* _Task item_
Retype the entries in full, exactly.

+++ Supplied material

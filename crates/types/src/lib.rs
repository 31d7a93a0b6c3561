//! Core types module - shared data structures and constants
//!
//! This module defines the fundamental types used throughout the workspace.
//! All types are plain data with no behavior beyond parsing and naming, so they
//! can be shared by the rule engine, the terminal view and any out-of-process
//! renderer that consumes snapshots as JSON.
//!
//! # Field Dimensions
//!
//! Canonical playfield dimensions:
//!
//! - **Width**: 10 columns (indexed 0-9)
//! - **Height**: 20 rows (indexed 0-19, row 0 is the top)
//!
//! # Timing and Scoring Constants
//!
//! | Constant | Value | Description |
//! |----------|-------|-------------|
//! | `FRAME_MS` | 16 | Frame interval used by the terminal runner (~60 FPS) |
//! | `FALL_INTERVAL_MS` | 500 | Gravity interval (constant, no levels) |
//! | `CLEAR_ANIMATION_TICKS` | 10 | Ticks between detecting and removing full rows |
//! | `LINE_SCORE` | 100 | Flat points per cleared row |
//!
//! # Examples
//!
//! ```
//! use falling_blocks_types::{Command, ShapeKind, BlockColor, BOARD_WIDTH, BOARD_HEIGHT};
//!
//! let kind = ShapeKind::from_str("t").unwrap();
//! assert_eq!(kind, ShapeKind::T);
//! assert_eq!(kind.color(), BlockColor::Magenta);
//!
//! let cmd = Command::from_str("hardDrop").unwrap();
//! assert_eq!(cmd, Command::HardDrop);
//!
//! assert_eq!(BOARD_WIDTH, 10);
//! assert_eq!(BOARD_HEIGHT, 20);
//! ```

use serde::{Deserialize, Serialize};

/// Field width in cells (10 columns)
pub const BOARD_WIDTH: u8 = 10;

/// Field height in cells (20 rows)
pub const BOARD_HEIGHT: u8 = 20;

/// Largest supported field edge. Coordinates are `i8`, so anything above this
/// would overflow origin arithmetic.
pub const MAX_BOARD_EDGE: u8 = 64;

/// Frame interval in milliseconds (16ms ≈ 60 FPS)
pub const FRAME_MS: u32 = 16;

/// Gravity interval: the active piece falls one row once more than this much
/// time has accumulated.
pub const FALL_INTERVAL_MS: u32 = 500;

/// Number of ticks full rows stay on the field before they are removed.
pub const CLEAR_ANIMATION_TICKS: u32 = 10;

/// Points awarded per full row (no multi-line bonus).
pub const LINE_SCORE: u32 = 100;

/// The seven tetromino shape kinds
///
/// The declaration order is the draw order used by the uniform piece source.
#[derive(Debug, Clone, Copy, PartialEq, Eq, Hash, Serialize, Deserialize)]
#[serde(rename_all = "lowercase")]
pub enum ShapeKind {
    I,
    O,
    T,
    L,
    J,
    S,
    Z,
}

impl ShapeKind {
    /// All kinds, in draw order.
    pub const ALL: [ShapeKind; 7] = [
        ShapeKind::I,
        ShapeKind::O,
        ShapeKind::T,
        ShapeKind::L,
        ShapeKind::J,
        ShapeKind::S,
        ShapeKind::Z,
    ];

    /// Parse shape kind from string (case-insensitive)
    ///
    /// # Examples
    ///
    /// ```
    /// use falling_blocks_types::ShapeKind;
    ///
    /// assert_eq!(ShapeKind::from_str("i"), Some(ShapeKind::I));
    /// assert_eq!(ShapeKind::from_str("Z"), Some(ShapeKind::Z));
    /// assert_eq!(ShapeKind::from_str("x"), None);
    /// ```
    pub fn from_str(s: &str) -> Option<Self> {
        match s.to_lowercase().as_str() {
            "i" => Some(ShapeKind::I),
            "o" => Some(ShapeKind::O),
            "t" => Some(ShapeKind::T),
            "l" => Some(ShapeKind::L),
            "j" => Some(ShapeKind::J),
            "s" => Some(ShapeKind::S),
            "z" => Some(ShapeKind::Z),
            _ => None,
        }
    }

    /// Convert to lowercase string representation
    pub fn as_str(&self) -> &'static str {
        match self {
            ShapeKind::I => "i",
            ShapeKind::O => "o",
            ShapeKind::T => "t",
            ShapeKind::L => "l",
            ShapeKind::J => "j",
            ShapeKind::S => "s",
            ShapeKind::Z => "z",
        }
    }

    /// Fixed palette color for this kind.
    pub fn color(&self) -> BlockColor {
        match self {
            ShapeKind::I => BlockColor::Cyan,
            ShapeKind::O => BlockColor::Yellow,
            ShapeKind::T => BlockColor::Magenta,
            ShapeKind::L => BlockColor::Orange,
            ShapeKind::J => BlockColor::Blue,
            ShapeKind::S => BlockColor::Green,
            ShapeKind::Z => BlockColor::Red,
        }
    }
}

/// Opaque color token stored in settled field cells.
///
/// Renderers decide what each token looks like.
#[derive(Debug, Clone, Copy, PartialEq, Eq, Hash, Serialize, Deserialize)]
#[serde(rename_all = "lowercase")]
pub enum BlockColor {
    Cyan,
    Yellow,
    Magenta,
    Orange,
    Blue,
    Green,
    Red,
}

/// A cell on the field
///
/// - `None`: empty
/// - `Some(color)`: settled block of that color
pub type Cell = Option<BlockColor>;

/// Discrete commands forwarded by the input layer.
#[derive(Debug, Clone, Copy, PartialEq, Eq, Hash, Serialize, Deserialize)]
#[serde(rename_all = "camelCase")]
pub enum Command {
    /// Move piece one cell left
    MoveLeft,
    /// Move piece one cell right
    MoveRight,
    /// Move piece one cell down; never locks
    SoftDrop,
    /// Rotate piece 90° clockwise (no wall kicks)
    Rotate,
    /// Drop piece to its lowest legal row and place it
    HardDrop,
    /// Flip the pause flag (accepted in every state)
    TogglePause,
    /// Start over (honored once the game is over)
    Restart,
}

impl Command {
    /// Parse command from string (case-insensitive)
    ///
    /// # Examples
    ///
    /// ```
    /// use falling_blocks_types::Command;
    ///
    /// assert_eq!(Command::from_str("moveLeft"), Some(Command::MoveLeft));
    /// assert_eq!(Command::from_str("TOGGLEPAUSE"), Some(Command::TogglePause));
    /// assert_eq!(Command::from_str("hold"), None);
    /// ```
    pub fn from_str(s: &str) -> Option<Self> {
        match s.to_lowercase().as_str() {
            "moveleft" => Some(Command::MoveLeft),
            "moveright" => Some(Command::MoveRight),
            "softdrop" => Some(Command::SoftDrop),
            "rotate" => Some(Command::Rotate),
            "harddrop" => Some(Command::HardDrop),
            "togglepause" => Some(Command::TogglePause),
            "restart" => Some(Command::Restart),
            _ => None,
        }
    }

    /// Convert to camelCase string
    pub fn as_str(&self) -> &'static str {
        match self {
            Command::MoveLeft => "moveLeft",
            Command::MoveRight => "moveRight",
            Command::SoftDrop => "softDrop",
            Command::Rotate => "rotate",
            Command::HardDrop => "hardDrop",
            Command::TogglePause => "togglePause",
            Command::Restart => "restart",
        }
    }

    /// Whether the command tries to change the active piece.
    pub fn moves_piece(&self) -> bool {
        matches!(
            self,
            Command::MoveLeft
                | Command::MoveRight
                | Command::SoftDrop
                | Command::Rotate
                | Command::HardDrop
        )
    }
}
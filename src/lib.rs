//! Falling blocks (workspace facade crate).
//!
//! Re-exports the workspace crates under one name so the runner, integration
//! tests and benches can use `falling_blocks::{core,input,term,types}`.

pub use falling_blocks_core as core;
pub use falling_blocks_input as input;
pub use falling_blocks_term as term;
pub use falling_blocks_types as types;
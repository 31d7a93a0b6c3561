//! Scoring module - flat per-row line clear points
//!
//! Every full row is worth the same amount; clearing several rows at once
//! earns no tiered bonus, and there are no drop points.

/// Points for clearing `rows` rows at `per_row` points each.
pub fn line_clear_score(rows: usize, per_row: u32) -> u32 {
    u32::try_from(rows)
        .unwrap_or(u32::MAX)
        .saturating_mul(per_row)
}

++++++

* _Expected answer_
filename crates/types/src/lib.rs
repository 31d7a93a0b6c3561
//! Core types module - shared data structures and constants
//!
//! This module defines the fundamental types used throughout the workspace.
//! All types are plain data with no behavior beyond parsing and naming, so they
//! can be shared by the rule engine, the terminal view and any out-of-process
//! renderer that consumes snapshots as JSON.
//!
//! # Field Dimensions
//!
//! Canonical playfield dimensions:
//!
//! - **Width**: 10 columns (indexed 0-9)
//! - **Height**: 20 rows (indexed 0-19, row 0 is the top)
//!
//! # Timing and Scoring Constants
//!
//! | Constant | Value | Description |
//! |----------|-------|-------------|
//! | `FRAME_MS` | 16 | Frame interval used by the terminal runner (~60 FPS) |
//! | `FALL_INTERVAL_MS` | 500 | Gravity interval (constant, no levels) |
//! | `CLEAR_ANIMATION_TICKS` | 10 | Ticks between detecting and removing full rows |
//! | `LINE_SCORE` | 100 | Flat points per cleared row |
//!
//! # Examples
//!
//! ```
//! use falling_blocks_types::{Command, ShapeKind, BlockColor, BOARD_WIDTH, BOARD_HEIGHT};
//!
//! let kind = ShapeKind::from_str("t").unwrap();
//! assert_eq!(kind, ShapeKind::T);
//! assert_eq!(kind.color(), BlockColor::Magenta);
//!
//! let cmd = Command::from_str("hardDrop").unwrap();
//! assert_eq!(cmd, Command::HardDrop);
//!
//! assert_eq!(BOARD_WIDTH, 10);
//! assert_eq!(BOARD_HEIGHT, 20);
//! ```

use serde::{Deserialize, Serialize};

/// Field width in cells (10 columns)
pub const BOARD_WIDTH: u8 = 10;

/// Field height in cells (20 rows)
pub const BOARD_HEIGHT: u8 = 20;

/// Largest supported field edge. Coordinates are `i8`, so anything above this
/// would overflow origin arithmetic.
pub const MAX_BOARD_EDGE: u8 = 64;

/// Frame interval in milliseconds (16ms ≈ 60 FPS)
pub const FRAME_MS: u32 = 16;

/// Gravity interval: the active piece falls one row once more than this much
/// time has accumulated.
pub const FALL_INTERVAL_MS: u32 = 500;

/// Number of ticks full rows stay on the field before they are removed.
pub const CLEAR_ANIMATION_TICKS: u32 = 10;

/// Points awarded per full row (no multi-line bonus).
pub const LINE_SCORE: u32 = 100;

/// The seven tetromino shape kinds
///
/// The declaration order is the draw order used by the uniform piece source.
#[derive(Debug, Clone, Copy, PartialEq, Eq, Hash, Serialize, Deserialize)]
#[serde(rename_all = "lowercase")]
pub enum ShapeKind {
    I,
    O,
    T,
    L,
    J,
    S,
    Z,
}

impl ShapeKind {
    /// All kinds, in draw order.
    pub const ALL: [ShapeKind; 7] = [
        ShapeKind::I,
        ShapeKind::O,
        ShapeKind::T,
        ShapeKind::L,
        ShapeKind::J,
        ShapeKind::S,
        ShapeKind::Z,
    ];

    /// Parse shape kind from string (case-insensitive)
    ///
    /// # Examples
    ///
    /// ```
    /// use falling_blocks_types::ShapeKind;
    ///
    /// assert_eq!(ShapeKind::from_str("i"), Some(ShapeKind::I));
    /// assert_eq!(ShapeKind::from_str("Z"), Some(ShapeKind::Z));
    /// assert_eq!(ShapeKind::from_str("x"), None);
    /// ```
    pub fn from_str(s: &str) -> Option<Self> {
        match s.to_lowercase().as_str() {
            "i" => Some(ShapeKind::I),
            "o" => Some(ShapeKind::O),
            "t" => Some(ShapeKind::T),
            "l" => Some(ShapeKind::L),
            "j" => Some(ShapeKind::J),
            "s" => Some(ShapeKind::S),
            "z" => Some(ShapeKind::Z),
            _ => None,
        }
    }

    /// Convert to lowercase string representation
    pub fn as_str(&self) -> &'static str {
        match self {
            ShapeKind::I => "i",
            ShapeKind::O => "o",
            ShapeKind::T => "t",
            ShapeKind::L => "l",
            ShapeKind::J => "j",
            ShapeKind::S => "s",
            ShapeKind::Z => "z",
        }
    }

    /// Fixed palette color for this kind.
    pub fn color(&self) -> BlockColor {
        match self {
            ShapeKind::I => BlockColor::Cyan,
            ShapeKind::O => BlockColor::Yellow,
            ShapeKind::T => BlockColor::Magenta,
            ShapeKind::L => BlockColor::Orange,
            ShapeKind::J => BlockColor::Blue,
            ShapeKind::S => BlockColor::Green,
            ShapeKind::Z => BlockColor::Red,
        }
    }
}

/// Opaque color token stored in settled field cells.
///
/// Renderers decide what each token looks like.
#[derive(Debug, Clone, Copy, PartialEq, Eq, Hash, Serialize, Deserialize)]
#[serde(rename_all = "lowercase")]
pub enum BlockColor {
    Cyan,
    Yellow,
    Magenta,
    Orange,
    Blue,
    Green,
    Red,
}

/// A cell on the field
///
/// - `None`: empty
/// - `Some(color)`: settled block of that color
pub type Cell = Option<BlockColor>;

/// Discrete commands forwarded by the input layer.
#[derive(Debug, Clone, Copy, PartialEq, Eq, Hash, Serialize, Deserialize)]
#[serde(rename_all = "camelCase")]
pub enum Command {
    /// Move piece one cell left
    MoveLeft,
    /// Move piece one cell right
    MoveRight,
    /// Move piece one cell down; never locks
    SoftDrop,
    /// Rotate piece 90° clockwise (no wall kicks)
    Rotate,
    /// Drop piece to its lowest legal row and place it
    HardDrop,
    /// Flip the pause flag (accepted in every state)
    TogglePause,
    /// Start over (honored once the game is over)
    Restart,
}

impl Command {
    /// Parse command from string (case-insensitive)
    ///
    /// # Examples
    ///
    /// ```
    /// use falling_blocks_types::Command;
    ///
    /// assert_eq!(Command::from_str("moveLeft"), Some(Command::MoveLeft));
    /// assert_eq!(Command::from_str("TOGGLEPAUSE"), Some(Command::TogglePause));
    /// assert_eq!(Command::from_str("hold"), None);
    /// ```
    pub fn from_str(s: &str) -> Option<Self> {
        match s.to_lowercase().as_str() {
            "moveleft" => Some(Command::MoveLeft),
            "moveright" => Some(Command::MoveRight),
            "softdrop" => Some(Command::SoftDrop),
            "rotate" => Some(Command::Rotate),
            "harddrop" => Some(Command::HardDrop),
            "togglepause" => Some(Command::TogglePause),
            "restart" => Some(Command::Restart),
            _ => None,
        }
    }

    /// Convert to camelCase string
    pub fn as_str(&self) -> &'static str {
        match self {
            Command::MoveLeft => "moveLeft",
            Command::MoveRight => "moveRight",
            Command::SoftDrop => "softDrop",
            Command::Rotate => "rotate",
            Command::HardDrop => "hardDrop",
            Command::TogglePause => "togglePause",
            Command::Restart => "restart",
        }
    }

    /// Whether the command tries to change the active piece.
    pub fn moves_piece(&self) -> bool {
        matches!(
            self,
            Command::MoveLeft
                | Command::MoveRight
                | Command::SoftDrop
                | Command::Rotate
                | Command::HardDrop
        )
    }
}
filename src/lib.rs
//! Falling blocks (workspace facade crate).
//!
//! Re-exports the workspace crates under one name so the runner, integration
//! tests and benches can use `falling_blocks::{core,input,term,types}`.

pub use falling_blocks_core as core;
pub use falling_blocks_input as input;
pub use falling_blocks_term as term;
pub use falling_blocks_types as types;
repository 31d7a93a0b6c3561
//! Scoring module - flat per-row line clear points
//!
//! Every full row is worth the same amount; clearing several rows at once
//! earns no tiered bonus, and there are no drop points.

/// Points for clearing `rows` rows at `per_row` points each.
pub fn line_clear_score(rows: usize, per_row: u32) -> u32 {
    u32::try_from(rows)
        .unwrap_or(u32::MAX)
        .saturating_mul(per_row)
}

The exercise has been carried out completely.